The Book of Job is not primarily a meditation on theodicy. It is not even an extended lament with its patterned movement from lament to praise. No, the Book of Job, according to J. Gerald Janzen in his recent contribution to the Interpretation series of Bible commentaries, is a call and a challenge "to be dust in God's image," to take up the divine image as a creature engaged with the "partly determinate, partly indeterminate character of the world."
With such words, Janzen tackles head on the central dilemma for anyone who would dare to venture a commentary on Job, namely, how to make a book so provocative on a superficial level equally provocative when studied in detail. Janzen does so by casting his net wide from the very beginning. Rather than reading Job solely from the point of view of the question on the human side ("Why do the righteous suffer?"), Janzen proposes a prior and deeper question from the side of God ("Why are the righteous pious?"). A dialectic is thus set rolling which propels the book forward and which finds its focus in the humanity of Job, torn between his creation by God as a creature of dust and his invitation from God to share a vocation of royalty. Job is, therefore, essentially a question posed by God about God which, when shared with Job, establishes a "covenant" of inquiry that challenges the very meaningfulness of life itself.
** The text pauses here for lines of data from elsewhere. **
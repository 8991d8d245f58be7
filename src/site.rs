// Site manifest - the externally supplied mapping from view ids to
// fragment resources, plus the nav link order. Loaded once at startup and
// immutable afterwards.

use crate::error::NavError;
use serde::Deserialize;
use std::collections::HashSet;
use std::fs;
use std::path::Path;

/// A single registered view.
#[derive(Deserialize, Clone, Debug)]
pub struct ViewEntry {
    pub id: String,
    /// Resource path, resolved against `base_url` unless already absolute.
    pub resource: String,
    /// Human label for nav links. Falls back to the id.
    #[serde(default)]
    pub label: Option<String>,
    /// Nav link id this view belongs to (e.g. a post under "blog").
    /// Explicit field, not a naming convention.
    #[serde(default)]
    pub category: Option<String>,
}

impl ViewEntry {
    pub fn label(&self) -> &str {
        self.label.as_deref().unwrap_or(&self.id)
    }
}

/// Portal description: title, resource base, view registry, nav order.
#[derive(Deserialize, Clone, Debug)]
pub struct SiteManifest {
    #[serde(default = "default_title")]
    pub title: String,
    /// Base URL fragment resources are fetched relative to.
    pub base_url: String,
    /// View shown when no `?view=` parameter is present.
    #[serde(default = "default_view_id")]
    pub default_view: String,
    /// View whose display enables the simulated contact form.
    #[serde(default = "default_contact_view")]
    pub contact_view: String,
    /// Ordered ids of the views shown as nav links.
    #[serde(default)]
    pub nav: Vec<String>,
    pub views: Vec<ViewEntry>,
}

fn default_title() -> String {
    "Portal".to_string()
}

fn default_view_id() -> String {
    "inicio".to_string()
}

fn default_contact_view() -> String {
    "contacto".to_string()
}

impl SiteManifest {
    /// Load and validate a manifest from a TOML file.
    pub fn load(path: &Path) -> Result<Self, NavError> {
        let contents = fs::read_to_string(path).map_err(|e| {
            NavError::Manifest(format!("could not read {}: {}", path.display(), e))
        })?;
        Self::parse(&contents)
    }

    pub fn parse(contents: &str) -> Result<Self, NavError> {
        let manifest: SiteManifest = toml::from_str(contents)
            .map_err(|e| NavError::Manifest(format!("invalid manifest: {}", e)))?;
        manifest.validate()?;
        Ok(manifest)
    }

    fn validate(&self) -> Result<(), NavError> {
        if self.views.is_empty() {
            return Err(NavError::Manifest("manifest declares no views".into()));
        }

        let mut seen = HashSet::new();
        for view in &self.views {
            if !seen.insert(view.id.as_str()) {
                return Err(NavError::Manifest(format!(
                    "duplicate view id '{}'",
                    view.id
                )));
            }
        }
        for link in &self.nav {
            if !seen.contains(link.as_str()) {
                return Err(NavError::Manifest(format!(
                    "nav references unknown view '{}'",
                    link
                )));
            }
        }
        if !seen.contains(self.default_view.as_str()) {
            return Err(NavError::Manifest(format!(
                "default view '{}' is not registered",
                self.default_view
            )));
        }
        Ok(())
    }

    /// Exact-match lookup. No fuzzy matching, no fallback - the default-view
    /// policy lives in the navigation controller.
    pub fn resolve(&self, view_id: &str) -> Result<&ViewEntry, NavError> {
        self.views
            .iter()
            .find(|v| v.id == view_id)
            .ok_or_else(|| NavError::UnknownView(view_id.to_string()))
    }

    /// Full URL for a view's fragment resource.
    pub fn resource_url(&self, entry: &ViewEntry) -> String {
        if entry.resource.starts_with("http://") || entry.resource.starts_with("https://") {
            return entry.resource.clone();
        }
        format!(
            "{}/{}",
            self.base_url.trim_end_matches('/'),
            entry.resource.trim_start_matches('/')
        )
    }

    /// Nav links in manifest order.
    pub fn nav_entries(&self) -> impl Iterator<Item = &ViewEntry> {
        self.nav.iter().filter_map(|id| {
            self.views.iter().find(|v| &v.id == id)
        })
    }
}
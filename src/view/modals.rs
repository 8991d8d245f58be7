// Status modal rendering (contact form success/error overlay)

use crate::app::Mirador;
use crate::state::StatusKind;
use crate::style;
use eframe::egui;

impl Mirador {
    pub(crate) fn render_status_modal(&mut self, ctx: &egui::Context) {
        let modal = match &self.status_modal {
            Some(modal) => modal.clone(),
            None => return,
        };

        let mut close = false;
        egui::Window::new("Estado del mensaje")
            .collapsible(false)
            .resizable(false)
            .anchor(egui::Align2::CENTER_CENTER, [0.0, 0.0])
            .default_width(style::modal_width(ctx))
            .show(ctx, |ui| {
                ui.vertical_centered(|ui| {
                    ui.add_space(8.0);
                    match modal.kind {
                        StatusKind::Success => {
                            ui.label(
                                egui::RichText::new("✔")
                                    .size(28.0)
                                    .color(self.theme.accent()),
                            );
                        }
                        StatusKind::Error => {
                            ui.label(
                                egui::RichText::new("✖")
                                    .size(28.0)
                                    .color(self.theme.error()),
                            );
                        }
                    }
                    ui.add_space(8.0);
                    ui.label(&modal.message);
                    ui.add_space(10.0);
                    if ui.button("Cerrar").clicked() {
                        close = true;
                    }
                });
            });

        if close {
            self.status_modal = None;
        }
    }
}
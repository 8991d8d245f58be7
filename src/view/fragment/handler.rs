// Fragment handler trait and context for the content renderer

use crate::location;
use crate::style::Theme;
use eframe::egui;
use log::warn;
use std::cell::RefCell;

/// Context passed to fragment handlers containing shared resources
pub struct FragmentContext<'a> {
    pub theme: Theme,
    /// Resource path the markup was fetched from, used for handler dispatch.
    pub resource: &'a str,
    /// In-app navigation requested by a rendered link, applied after the
    /// frame by the controller.
    pub requested_nav: &'a RefCell<Option<String>>,
}

impl FragmentContext<'_> {
    /// Route a clicked link: `?view=` targets navigate in-app, absolute
    /// targets open with the system browser.
    pub fn follow_link(&self, target: &str) {
        if let Some(view_id) = location::view_param(target) {
            *self.requested_nav.borrow_mut() = Some(view_id);
        } else if target.starts_with("http://") || target.starts_with("https://") {
            if let Err(e) = open::that(target) {
                warn!("could not open external link {}: {}", target, e);
            }
        }
        // Relative non-view links have no meaning outside the portal; ignore
    }
}

/// Trait for fragment renderers
///
/// Allows the content region to display fragment markup through whichever
/// handler claims it. Handlers are checked in priority order; markup is
/// held verbatim upstream regardless of how it is presented here.
pub trait FragmentHandler: Send + Sync {
    /// Name of this handler (for debugging)
    fn name(&self) -> &str;

    /// Check if this handler can render the given fragment
    fn can_render(&self, resource: &str, markup: &str) -> bool;

    /// Render the fragment into the provided UI context
    fn render(
        &self,
        ui: &mut egui::Ui,
        markup: &str,
        context: &FragmentContext,
    ) -> Result<(), String>;

    /// Priority of this handler (lower = higher priority)
    fn priority(&self) -> i32 {
        100
    }
}
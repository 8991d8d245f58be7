pub mod content;
pub mod fragment;
pub mod modals;
pub mod nav;
// Fragment handler registry for dispatching the content renderer

use super::handler::{FragmentContext, FragmentHandler};
use eframe::egui;
use std::sync::Arc;

/// Registry for managing fragment handlers
pub struct FragmentRegistry {
    handlers: Vec<Arc<dyn FragmentHandler>>,
}

impl FragmentRegistry {
    pub fn new() -> Self {
        Self {
            handlers: Vec::new(),
        }
    }

    /// Register a handler. Handlers are kept sorted by priority.
    pub fn register(&mut self, handler: Arc<dyn FragmentHandler>) {
        self.handlers.push(handler);
        self.handlers.sort_by_key(|h| h.priority());
    }

    /// Render the fragment using the first matching handler.
    ///
    /// Returns true if a handler claimed the fragment.
    pub fn render_fragment(
        &self,
        ui: &mut egui::Ui,
        markup: &str,
        context: &FragmentContext,
    ) -> bool {
        for handler in &self.handlers {
            if handler.can_render(context.resource, markup) {
                match handler.render(ui, markup, context) {
                    Ok(()) => return true,
                    Err(e) => {
                        ui.colored_label(
                            context.theme.error(),
                            format!("Render error ({}): {}", handler.name(), e),
                        );
                        return true; // Still handled, even if error
                    }
                }
            }
        }
        false
    }
}

impl Default for FragmentRegistry {
    fn default() -> Self {
        Self::new()
    }
}
//! Telemetry and structured logging for the conversion pipeline.
//!
//! All recording here is best-effort: a telemetry failure must never
//! change the outcome of a job.

use crate::job::ConvertJob;
use opentelemetry::trace::{Span, Tracer};
use opentelemetry::{global, KeyValue};
use tracing::{info, warn};

/// Attempt duration above which a warning is logged (external tools
/// usually finish within this budget).
const SLOW_ATTEMPT_MS: i64 = 30_000;

/// Records one finished conversion attempt.
///
/// Emits a span with the job id, operation, attempt count, and outcome;
/// `error` carries the failure message when the attempt did not produce
/// a result.
pub fn record_attempt(job: &ConvertJob, error: Option<&str>) {
    let tracer = global::tracer("pdfmill-worker");
    let mut span = tracer.start("conversion_attempt");

    span.set_attribute(KeyValue::new("job_id", job.job_id.clone()));
    span.set_attribute(KeyValue::new("operation", job.operation.to_string()));
    span.set_attribute(KeyValue::new("attempt", job.attempts_made as i64));
    span.set_attribute(KeyValue::new("inputs", job.inputs.len() as i64));
    span.set_attribute(KeyValue::new("succeeded", error.is_none()));

    if let Some(duration_ms) = job.processing_duration_ms() {
        span.set_attribute(KeyValue::new("duration_ms", duration_ms));

        info!(
            job_id = %job.job_id,
            operation = %job.operation,
            duration_ms = duration_ms,
            "Conversion attempt finished"
        );

        if duration_ms > SLOW_ATTEMPT_MS {
            warn!(
                job_id = %job.job_id,
                operation = %job.operation,
                duration_ms = duration_ms,
                "Conversion attempt exceeded duration budget"
            );
        }
    }

    if let Some(error) = error {
        span.set_attribute(KeyValue::new("error", error.to_string()));
        warn!(
            job_id = %job.job_id,
            operation = %job.operation,
            attempt = job.attempts_made,
            error = %error,
            "Conversion attempt failed"
        );
    }

    span.end();
}

/// Records a worker heartbeat for monitoring pool health.
pub fn record_worker_heartbeat(queue_length: usize) {
    let tracer = global::tracer("pdfmill-worker");
    let mut span = tracer.start("worker_heartbeat");

    span.set_attribute(KeyValue::new("queue_length", queue_length as i64));
    span.end();

    info!(queue_length = queue_length, "Worker heartbeat");
}

/// Initializes OpenTelemetry with an OTLP exporter.
///
/// Called once at startup. Configuration comes from the environment:
/// - `OTEL_EXPORTER_OTLP_ENDPOINT` — collector endpoint (default http://localhost:4317)
/// - `OTEL_SERVICE_NAME` — service name (default pdfmill)
pub fn init_telemetry() -> Result<(), Box<dyn std::error::Error>> {
    use opentelemetry_otlp::WithExportConfig;
    use opentelemetry_sdk::trace::Config;

    let endpoint = std::env::var("OTEL_EXPORTER_OTLP_ENDPOINT")
        .unwrap_or_else(|_| "http://localhost:4317".to_string());

    let service_name =
        std::env::var("OTEL_SERVICE_NAME").unwrap_or_else(|_| "pdfmill".to_string());

    let tracer = opentelemetry_otlp::new_pipeline()
        .tracing()
        .with_exporter(
            opentelemetry_otlp::new_exporter()
                .tonic()
                .with_endpoint(&endpoint),
        )
        .with_trace_config(Config::default().with_resource(
            opentelemetry_sdk::Resource::new(vec![
                KeyValue::new("service.name", service_name),
                KeyValue::new("service.version", env!("CARGO_PKG_VERSION")),
            ]),
        ))
        .install_batch(opentelemetry_sdk::runtime::Tokio)?;

    global::set_tracer_provider(tracer.provider().unwrap());

    info!("Telemetry initialized: endpoint={}", endpoint);
    Ok(())
}
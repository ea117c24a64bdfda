//! pdfmill — asynchronous document conversion pipeline.
//!
//! A client submits files and an operation to the Submission API, which
//! stores the inputs in an object store and enqueues a job. Workers
//! lease jobs from a Redis-backed queue, stage inputs to scratch files,
//! run an external converter (Ghostscript, LibreOffice, ImageMagick,
//! Tesseract), upload the output, and report a result. Clients poll for
//! completion and mint a time-bounded signed download URL.
//!
//! ## Module Overview
//!
//! - `api`: axum Submission API (upload, poll, download URL)
//! - `config`: environment-driven configuration
//! - `convert`: external converter invocation per operation
//! - `job`: job models and state management
//! - `queue`: Redis job queue with lease and retry semantics
//! - `store`: object store adapter (S3-compatible) and key layout
//! - `telemetry`: OpenTelemetry integration and structured logging
//! - `worker`: worker pool and per-job execution

pub mod api;
pub mod config;
pub mod convert;
pub mod job;
pub mod queue;
pub mod store;
pub mod telemetry;
pub mod worker;
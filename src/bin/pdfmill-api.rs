//! Submission API Service
//!
//! Accepts multipart uploads, stores inputs, enqueues conversion jobs,
//! and serves job polling and presigned download URLs.
//!
//! ## Configuration
//!
//! Environment variables:
//! - `REDIS_URL`: Redis connection string (default: redis://127.0.0.1/)
//! - `S3_ENDPOINT`/`S3_REGION`/`S3_ACCESS_KEY`/`S3_SECRET_KEY`/`S3_BUCKET`
//! - `MAX_UPLOAD_BYTES`: Per-file upload ceiling (default: 200 MiB)
//! - `PUBLIC_DOWNLOAD_TTL`: Presigned URL lifetime in seconds (default: 3600)
//! - `API_BIND`: Listen address (default: 0.0.0.0:8080)
//! - `RUST_LOG`: Log level (default: info)

use anyhow::{Context, Result};
use pdfmill::api::{self, AppState};
use pdfmill::config::Config;
use pdfmill::queue::JobQueue;
use pdfmill::store::S3ObjectStore;
use redis::Client;
use std::sync::Arc;
use tracing::info;
use tracing_subscriber::{layer::SubscriberExt, util::SubscriberInitExt};

#[tokio::main]
async fn main() -> Result<()> {
    tracing_subscriber::registry()
        .with(
            tracing_subscriber::EnvFilter::try_from_default_env()
                .unwrap_or_else(|_| "info".into()),
        )
        .with(tracing_subscriber::fmt::layer())
        .init();

    info!("Starting submission API service");

    let config = Config::from_env().context("Failed to load configuration")?;

    let client = Client::open(config.redis_url.as_str())
        .context("Failed to create Redis client")?;
    let conn = redis::aio::ConnectionManager::new(client)
        .await
        .context("Failed to connect to Redis")?;

    info!("Connected to Redis");

    let state = Arc::new(AppState {
        queue: JobQueue::new(conn, config.lease_timeout),
        store: Arc::new(S3ObjectStore::from_config(&config)),
        config: config.clone(),
    });

    let app = api::router(state);

    let listener = tokio::net::TcpListener::bind(&config.api_bind)
        .await
        .with_context(|| format!("Failed to bind {}", config.api_bind))?;

    info!("API listening on {}", listener.local_addr()?);

    axum::serve(listener, app)
        .await
        .context("API server exited")?;
    Ok(())
}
It is this dialectical perspective that gives to Janzen's commentary both its sense of open inquiry and purposeful direction from beginning to end, such as: (1) when he places this dialectic within the history of religions (refuting two analogous attempts by Jacobsen and Cross), the literature of the Old Testament (Genesis 1, Psalm 8, Second Isaiah, etc.), and, only tangentially, the vocation of Christ and the New Testament (a move regarding which he is justifiably cautious); (2) as he stresses the importance of "form" over "content," arguing for reading the book of Job as a unity which culminates in the "ironical" (a key adjective in Janzen's approach) questions of God in chapters 3 8-4 1; and (3) whenever he grounds his argument in particulars of structure, language, and style, such as his illuminating reading of Job 42:6b as "I repent concerning (versus in) dust and ashes."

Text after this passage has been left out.